What were the people doing at the site?

The kinds of tools, plant and animal remains, and other items found at a site, can tell the archaeologist a lot about what people were doing there. This information can also help us to know whether the site was a temporary camp or a more permanent village, and sometimes even what season(s) of the year it was inhabited. By answering these questions, and by comparing our answers with what we know about other sites in an area, we begin to understand how ancient people used the land, and how that compares with the way we use it today.

How did the people use their natural environment?
What were they eating?

Did the people use all of the resources available to them? If not, then which ones did they use, and why? How did they prepare these foods? Did the people suffer times of famine? How did they adjust to hard times - did they move away, buy food from their neighbors, start eating foods that they hadn't eaten before?

Were some of the site inhabitants wealthier, or have higher social status, than others?

If so, were these wealthy or important individuals more often women or men? Were they always adults, or did some children also have special status? Did the high-status people suffer as many injuries and illnesses as the lower-status ones, or were their lives easier because of their position in the group? Did any of these patterns change through time?

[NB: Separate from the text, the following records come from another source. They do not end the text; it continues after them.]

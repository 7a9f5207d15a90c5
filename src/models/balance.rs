//! Balance models.

use serde::Deserialize;

/// Response from the get_balance endpoint. All values in cents.
#[derive(Debug, Clone, Deserialize)]
pub struct BalanceResponse {
    pub balance: i64,
    #[serde(default)]
    pub portfolio_value: Option<i64>,
}

#[cfg(test)]
mod tests {
    use super::*;
    use crate::models::cents_to_dollars;

    #[test]
    fn test_balance_parse() {
        let resp: BalanceResponse = serde_json::from_str(r#"{"balance": 102550}"#).unwrap();
        assert_eq!(resp.balance, 102_550);
        assert_eq!(cents_to_dollars(resp.balance), 1025.50);
    }
}
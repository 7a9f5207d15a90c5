//! Authenticated HTTP transport with retry policy.

use std::time::Duration;

use reqwest::{Client, Method, StatusCode, header::HeaderMap};
use serde::de::DeserializeOwned;
use serde_json::Value as JsonValue;
use tracing::{debug, warn};

use crate::{
    auth::Credentials,
    error::{Error, Result, TransportError},
};

/// Default per-request timeout.
const REQUEST_TIMEOUT: Duration = Duration::from_secs(5);

/// Default number of retries for transient failures.
const MAX_RETRIES: u32 = 3;

/// Base delay for exponential backoff between retries.
const BASE_DELAY: Duration = Duration::from_millis(100);

/// Cap on the backoff delay.
const MAX_DELAY: Duration = Duration::from_secs(10);

/// HTTP client that signs every request and retries transient failures.
///
/// Retry policy: timeouts, network errors, 429 and 5xx responses retry with
/// exponential backoff (`BASE_DELAY * 2^attempt`, capped). 401 surfaces
/// immediately as `AuthFailed`; other 4xx surface immediately.
#[derive(Debug, Clone)]
pub struct HttpClient {
    client: Client,
    base_url: String,
    api_prefix: String,
    credentials: Credentials,
    timeout: Duration,
    max_retries: u32,
}

impl HttpClient {
    pub fn new(
        credentials: Credentials,
        base_url: impl Into<String>,
        api_prefix: impl Into<String>,
    ) -> Result<Self> {
        let client = Client::builder()
            .build()
            .map_err(|e| Error::Transport(TransportError::Network(e)))?;

        Ok(Self {
            client,
            base_url: base_url.into(),
            api_prefix: api_prefix.into(),
            credentials,
            timeout: REQUEST_TIMEOUT,
            max_retries: MAX_RETRIES,
        })
    }

    /// Build auth headers for one attempt. The timestamp is part of the
    /// signed message, so headers are regenerated per attempt.
    fn auth_headers(&self, method: &Method, path: &str) -> Result<HeaderMap> {
        let timestamp_ms = Credentials::timestamp_ms();

        let path_without_query = path.split('?').next().unwrap_or(path);
        let sign_path = format!("{}{}", self.api_prefix, path_without_query);

        let signature = self
            .credentials
            .sign(timestamp_ms, method.as_str(), &sign_path)?;

        let mut headers = HeaderMap::new();
        headers.insert(
            "KALSHI-ACCESS-KEY",
            self.credentials
                .access_key()
                .parse()
                .map_err(|e| Error::InvalidHeaderValue(format!("access_key: {}", e)))?,
        );
        headers.insert(
            "KALSHI-ACCESS-TIMESTAMP",
            timestamp_ms
                .to_string()
                .parse()
                .map_err(|e| Error::InvalidHeaderValue(format!("timestamp: {}", e)))?,
        );
        headers.insert(
            "KALSHI-ACCESS-SIGNATURE",
            signature
                .parse()
                .map_err(|e| Error::InvalidHeaderValue(format!("signature: {}", e)))?,
        );

        Ok(headers)
    }

    fn delay_for_attempt(attempt: u32) -> Duration {
        let delay = BASE_DELAY.saturating_mul(2u32.saturating_pow(attempt));
        delay.min(MAX_DELAY)
    }

    /// Execute one request with the retry policy, returning the response body.
    async fn execute(&self, method: Method, path: &str, body: Option<&JsonValue>) -> Result<String> {
        let url = format!("{}{}{}", self.base_url, self.api_prefix, path);
        let mut last_err: Option<Error> = None;

        for attempt in 0..=self.max_retries {
            if attempt > 0 {
                let delay = Self::delay_for_attempt(attempt - 1);
                debug!(target: "state", attempt, delay_ms = delay.as_millis() as u64, %url, "retrying request");
                tokio::time::sleep(delay).await;
            }

            let headers = self.auth_headers(&method, path)?;
            let mut request = self
                .client
                .request(method.clone(), &url)
                .headers(headers)
                .timeout(self.timeout);
            if let Some(body) = body {
                request = request.json(body);
            }

            let response = match request.send().await {
                Ok(response) => response,
                Err(e) if e.is_timeout() => {
                    warn!(target: "state", %url, "request timed out");
                    last_err = Some(Error::Transport(TransportError::TimedOut));
                    continue;
                }
                Err(e) => {
                    warn!(target: "state", %url, error = %e, "network error");
                    last_err = Some(Error::Transport(TransportError::Network(e)));
                    continue;
                }
            };

            let status = response.status();
            if status.is_success() {
                return response
                    .text()
                    .await
                    .map_err(|e| Error::Transport(TransportError::Network(e)));
            }

            match status {
                StatusCode::UNAUTHORIZED => {
                    return Err(Error::Transport(TransportError::AuthFailed));
                }
                StatusCode::TOO_MANY_REQUESTS => {
                    warn!(target: "state", %url, "rate limited");
                    last_err = Some(Error::Transport(TransportError::RateLimited));
                    continue;
                }
                s if s.is_server_error() => {
                    let body = response.text().await.unwrap_or_default();
                    warn!(target: "state", %url, status = s.as_u16(), "server error");
                    last_err = Some(Error::Transport(TransportError::HttpStatus {
                        status: s.as_u16(),
                        body,
                    }));
                    continue;
                }
                s => {
                    let body = response.text().await.unwrap_or_default();
                    return Err(Error::Transport(TransportError::HttpStatus {
                        status: s.as_u16(),
                        body,
                    }));
                }
            }
        }

        Err(last_err.unwrap_or(Error::Transport(TransportError::TimedOut)))
    }

    async fn execute_json<T: DeserializeOwned>(
        &self,
        method: Method,
        path: &str,
        body: Option<&JsonValue>,
    ) -> Result<T> {
        let text = self.execute(method, path, body).await?;
        serde_json::from_str(&text).map_err(Error::Json)
    }

    /// GET a path and deserialize the response.
    pub async fn get<T: DeserializeOwned>(&self, path: &str) -> Result<T> {
        self.execute_json(Method::GET, path, None).await
    }

    /// POST a JSON body and deserialize the response.
    pub async fn post<T: DeserializeOwned>(&self, path: &str, body: &JsonValue) -> Result<T> {
        self.execute_json(Method::POST, path, Some(body)).await
    }

    /// DELETE with a JSON body and deserialize the response.
    pub async fn delete_with_body<T: DeserializeOwned>(
        &self,
        path: &str,
        body: &JsonValue,
    ) -> Result<T> {
        self.execute_json(Method::DELETE, path, Some(body)).await
    }

    pub fn base_url(&self) -> &str {
        &self.base_url
    }
}

#[cfg(test)]
mod tests {
    use super::*;

    #[test]
    fn test_backoff_doubles_and_caps() {
        assert_eq!(HttpClient::delay_for_attempt(0), Duration::from_millis(100));
        assert_eq!(HttpClient::delay_for_attempt(1), Duration::from_millis(200));
        assert_eq!(HttpClient::delay_for_attempt(2), Duration::from_millis(400));
        assert_eq!(HttpClient::delay_for_attempt(10), MAX_DELAY);
    }

    #[test]
    fn test_auth_headers_present() {
        let credentials =
            Credentials::new("key-id", crate::auth::tests::TEST_PRIVATE_KEY_PEM).unwrap();
        let client =
            HttpClient::new(credentials, "https://example.com", "/trade-api/v2").unwrap();
        let headers = client
            .auth_headers(&Method::GET, "/portfolio/balance?limit=1")
            .unwrap();
        assert!(headers.contains_key("KALSHI-ACCESS-KEY"));
        assert!(headers.contains_key("KALSHI-ACCESS-SIGNATURE"));
        assert!(headers.contains_key("KALSHI-ACCESS-TIMESTAMP"));
    }
}
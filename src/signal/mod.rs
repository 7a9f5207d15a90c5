//! Underlying-asset signal feed: WebSocket tick stream and candlestick REST
//! client.

mod message;
mod rest;
mod socket;

pub use message::{IndexTick, SignalTick, TickerUpdate};
pub use rest::{Candle, CandleClient};
pub use socket::{SignalHandle, SignalSocket, TickSink};
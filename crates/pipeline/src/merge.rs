//! Combining per-chunk task outputs into one result for the whole document.

use extract::ids::{IdRegistry, normalize_label};
use extract::{Entity, EntityType, QueryAnswer, RawGraph, Relationship, SentimentResult, SummaryResult};
use std::collections::{HashMap, HashSet};

pub fn merge_summaries(parts: Vec<SummaryResult>) -> SummaryResult {
    let summary = parts
        .iter()
        .map(|p| p.summary.trim())
        .filter(|s| !s.is_empty())
        .collect::<Vec<_>>()
        .join(" ");
    let key_points = dedup_text(parts.iter().flat_map(|p| p.key_points.iter().cloned()));
    let word_count = parts.iter().map(|p| p.word_count).sum();

    SummaryResult {
        summary,
        key_points,
        word_count,
    }
}

pub fn merge_keywords(parts: Vec<Vec<String>>) -> Vec<String> {
    dedup_text(parts.into_iter().flatten())
}

/// Scores averaged by chunk weight. The label is kept when every chunk
/// agrees and derived from the averaged score otherwise.
pub fn merge_sentiment(parts: Vec<(SentimentResult, usize)>) -> SentimentResult {
    let total: usize = parts.iter().map(|(_, w)| (*w).max(1)).sum();
    if total == 0 {
        return SentimentResult {
            sentiment: "neutral".to_string(),
            score: 0.0,
            confidence: 0.0,
        };
    }

    let weighted = |f: fn(&SentimentResult) -> f64| {
        parts.iter().map(|(s, w)| f(s) * (*w).max(1) as f64).sum::<f64>() / total as f64
    };
    let score = weighted(|s| s.score);
    let confidence = weighted(|s| s.confidence);

    let labels: HashSet<&str> = parts.iter().map(|(s, _)| s.sentiment.as_str()).collect();
    let sentiment = match labels.into_iter().collect::<Vec<_>>().as_slice() {
        [only] => only.to_string(),
        _ if score > 0.2 => "positive".to_string(),
        _ if score < -0.2 => "negative".to_string(),
        _ => "mixed".to_string(),
    };

    SentimentResult {
        sentiment,
        score,
        confidence,
    }
}

/// The most confident answer; the first one on ties.
pub fn merge_answers(parts: Vec<QueryAnswer>) -> Option<QueryAnswer> {
    parts.into_iter().reduce(|best, next| {
        if next.confidence > best.confidence {
            next
        } else {
            best
        }
    })
}

pub fn merge_entities(parts: Vec<Vec<Entity>>) -> Vec<Entity> {
    let mut merger = GraphMerger::default();
    for entities in parts {
        for entity in entities {
            merger.add_entity(entity);
        }
    }
    merger.entities
}

pub fn merge_graphs(parts: Vec<RawGraph>) -> RawGraph {
    let mut merger = GraphMerger::default();
    for graph in parts {
        merger.add_graph(graph);
    }
    merger.finish()
}

/// Entities are unified by normalized label; each chunk's local ids are
/// remapped onto the merged ones before its relationships are added.
#[derive(Default)]
struct GraphMerger {
    entity_ids: IdRegistry,
    relationship_ids: IdRegistry,
    by_label: HashMap<String, usize>,
    entities: Vec<Entity>,
    relationships: Vec<Relationship>,
    by_edge: HashMap<(String, String, String), usize>,
    summaries: Vec<String>,
    themes: Vec<String>,
}

impl GraphMerger {
    /// Returns the merged id the entity now lives under.
    fn add_entity(&mut self, entity: Entity) -> String {
        let key = normalize_label(&entity.label);
        if let Some(&index) = self.by_label.get(&key) {
            let existing = &mut self.entities[index];
            existing.importance = existing.importance.max(entity.importance);
            if existing.entity_type == EntityType::Other {
                existing.entity_type = entity.entity_type;
            }
            if existing.description.is_none() {
                existing.description = entity.description;
            }
            for (k, v) in entity.properties {
                existing.properties.entry(k).or_insert(v);
            }
            return existing.id.clone();
        }

        let id = self.entity_ids.claim(Some(&entity.id), "entity");
        self.by_label.insert(key, self.entities.len());
        self.entities.push(Entity { id: id.clone(), ..entity });
        id
    }

    fn add_graph(&mut self, graph: RawGraph) {
        let mut remap: HashMap<String, String> = HashMap::new();
        for entity in graph.entities {
            let local = entity.id.clone();
            let merged = self.add_entity(entity);
            remap.insert(local, merged);
        }

        for rel in graph.relationships {
            let source = self.resolve_endpoint(&rel.source, &mut remap);
            let target = self.resolve_endpoint(&rel.target, &mut remap);
            let key = (source.clone(), target.clone(), normalize_label(&rel.relation_type));

            if let Some(&index) = self.by_edge.get(&key) {
                let existing = &mut self.relationships[index];
                existing.weight = existing.weight.max(rel.weight);
                if existing.description.is_none() {
                    existing.description = rel.description;
                }
                continue;
            }

            let id = self.relationship_ids.claim(Some(&rel.id), "rel");
            self.by_edge.insert(key, self.relationships.len());
            self.relationships.push(Relationship {
                id,
                source,
                target,
                ..rel
            });
        }

        if let Some(summary) = graph.summary.filter(|s| !s.trim().is_empty()) {
            self.summaries.push(summary.trim().to_string());
        }
        self.themes.extend(graph.themes);
    }

    /// Maps a chunk-local endpoint onto the merged graph. An endpoint that names
    /// no entity of its chunk is matched by label; failing that it gets a
    /// reserved id, so it stays dangling instead of landing on another chunk's entity.
    fn resolve_endpoint(&mut self, endpoint: &str, remap: &mut HashMap<String, String>) -> String {
        if let Some(id) = remap.get(endpoint) {
            return id.clone();
        }

        let id = match self.by_label.get(&normalize_label(endpoint)) {
            Some(&index) => self.entities[index].id.clone(),
            None => self.entity_ids.claim(None, "unresolved"),
        };
        remap.insert(endpoint.to_string(), id.clone());
        id
    }

    fn finish(self) -> RawGraph {
        RawGraph {
            entities: self.entities,
            relationships: self.relationships,
            summary: (!self.summaries.is_empty()).then(|| self.summaries.join(" ")),
            themes: dedup_text(self.themes),
        }
    }
}

/// Case-insensitive de-duplication keeping first spelling and order.
fn dedup_text(items: impl IntoIterator<Item = String>) -> Vec<String> {
    let mut seen = HashSet::new();
    items
        .into_iter()
        .map(|s| s.trim().to_string())
        .filter(|s| !s.is_empty() && seen.insert(s.to_lowercase()))
        .collect()
}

Did the people trade with their neighbors for exotic goods?
Did these trade relationships change over time?

Archaeologists also are interested in the trade relationships between different prehistoric groups who lived near each other, and about how extensive these relationships were: who traded with whom, and for what? How far did trade goods travel, and in which directions? Were there conflicts between certain groups that kept them from trading, or otherwise interacting, with each other?

Why was the site abandoned?

We know that some native villages were still inhabited when the Spanish arrived in Central California. But many others had been abandoned long before that - sometimes hundreds or even thousands of years before. Why did this happen? Did the local environment change, or did the people use up all the resources in the area and have to move on? Were they forced out by disease, natural catastrophe, or hostile invaders? And where did they go?